ENG 730: Atari, Design Constraints, and Ecology

Thinking through Bogost and Montfort’s Racing the Beam, I was reminded a bit of some of the conversations we had last class regarding design and the material constraints that technology imposes.

I think the role of hardware struck me particularly with questions of porting. As they write regarding Pac-Man‘s port to the Atari, “Porting a graphical video game from one computer platform (the arcade board) to another (the Atari VCS) does not demand a change in fundamental or representational of functional mode.  Both versions are games, rule-based representations of an abstract challenge of hunter and hunted.
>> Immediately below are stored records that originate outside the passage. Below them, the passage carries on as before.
//! Notebook management service.
//!
//! Orchestrates notebook creation, update, archival, and deletion.
//! Field validation lives here; the repository below only moves records.

use chrono::Utc;
use notebook_types::error::NotebookError;
use notebook_types::notebook::{
    CreateNotebookRequest, Notebook, NotebookId, UpdateNotebookRequest,
};
use tracing::info;

use crate::repository::notebook::{NotebookFilter, NotebookRepository};

/// Service orchestrating the notebook lifecycle.
pub struct NotebookService<N: NotebookRepository> {
    notebook_repo: N,
}

impl<N: NotebookRepository> NotebookService<N> {
    /// Create a new NotebookService.
    pub fn new(notebook_repo: N) -> Self {
        Self { notebook_repo }
    }

    /// Access the notebook repository.
    pub fn notebook_repo(&self) -> &N {
        &self.notebook_repo
    }

    /// Create a new notebook.
    ///
    /// The name must be non-empty after trimming; the description defaults
    /// to empty. Identifier and timestamps are assigned here, never by the
    /// caller.
    pub async fn create_notebook(
        &self,
        request: CreateNotebookRequest,
    ) -> Result<Notebook, NotebookError> {
        let name = request.name.trim().to_string();
        if name.is_empty() {
            return Err(NotebookError::InvalidName(
                "name cannot be empty".to_string(),
            ));
        }

        let now = Utc::now();
        let notebook = Notebook {
            id: NotebookId::new(),
            name,
            description: request.description.unwrap_or_default(),
            archived: false,
            created_at: now,
            updated_at: now,
        };

        let notebook = self.notebook_repo.create(&notebook).await?;
        info!(notebook_id = %notebook.id, "Notebook created");
        Ok(notebook)
    }

    /// Get a notebook by ID, failing with `NotFound` if absent.
    pub async fn get_notebook(&self, id: &NotebookId) -> Result<Notebook, NotebookError> {
        self.notebook_repo
            .get_by_id(id)
            .await?
            .ok_or(NotebookError::NotFound)
    }

    /// List notebooks with optional filtering.
    pub async fn list_notebooks(
        &self,
        filter: Option<NotebookFilter>,
    ) -> Result<Vec<Notebook>, NotebookError> {
        Ok(self.notebook_repo.list(filter).await?)
    }

    /// Apply a partial update: only fields present in the request change.
    ///
    /// `updated_at` is bumped on every successful update, keeping the
    /// timestamp pair monotonic non-decreasing.
    pub async fn update_notebook(
        &self,
        id: &NotebookId,
        request: UpdateNotebookRequest,
    ) -> Result<Notebook, NotebookError> {
        let mut notebook = self.get_notebook(id).await?;

        if let Some(name) = request.name {
            let name = name.trim().to_string();
            if name.is_empty() {
                return Err(NotebookError::InvalidName(
                    "name cannot be empty".to_string(),
                ));
            }
            notebook.name = name;
        }
        if let Some(description) = request.description {
            notebook.description = description;
        }
        if let Some(archived) = request.archived {
            notebook.archived = archived;
        }
        notebook.updated_at = Utc::now();

        Ok(self.notebook_repo.update(&notebook).await?)
    }

    /// Permanently delete a notebook.
    ///
    /// Storage cascades the delete to the notebook's sessions and their
    /// messages; nothing is left dangling on partial failure because the
    /// cascade runs inside one transaction.
    pub async fn delete_notebook(&self, id: &NotebookId) -> Result<(), NotebookError> {
        self.notebook_repo.delete(id).await?;
        info!(notebook_id = %id, "Notebook deleted");
        Ok(())
    }
}

#[cfg(test)]
mod tests {
    use super::*;

    // Behavior is exercised against the real SQLite repository in
    // notebook-infra; here we only pin the generic surface.
    fn _assert_notebook_service_generic<N: NotebookRepository>(_s: &NotebookService<N>) {}
}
Where the two versions diverge is in their technical foundations–in their platforms” (67).

This is a key observation, as it hits at the material implications of replicating player experience or game cohesion across platforms. The invention process of remaking a game for a different system requires ample creativity when the systems are different enough–particularly in graphic affordances and machine communication.  In this way, the designer is not making new content or rules, but they are making a new means to express the content or rules, a new way to interface with the machine to attain a similar end. With this situation in mind, I think about parallels with translation or transcription, but I wonder how far those alphabetic, or at least textual, metaphors can apply in this case. In both cases, one is working in different systems, but the technology of a semiotic system differs from the technology of a video game hardware.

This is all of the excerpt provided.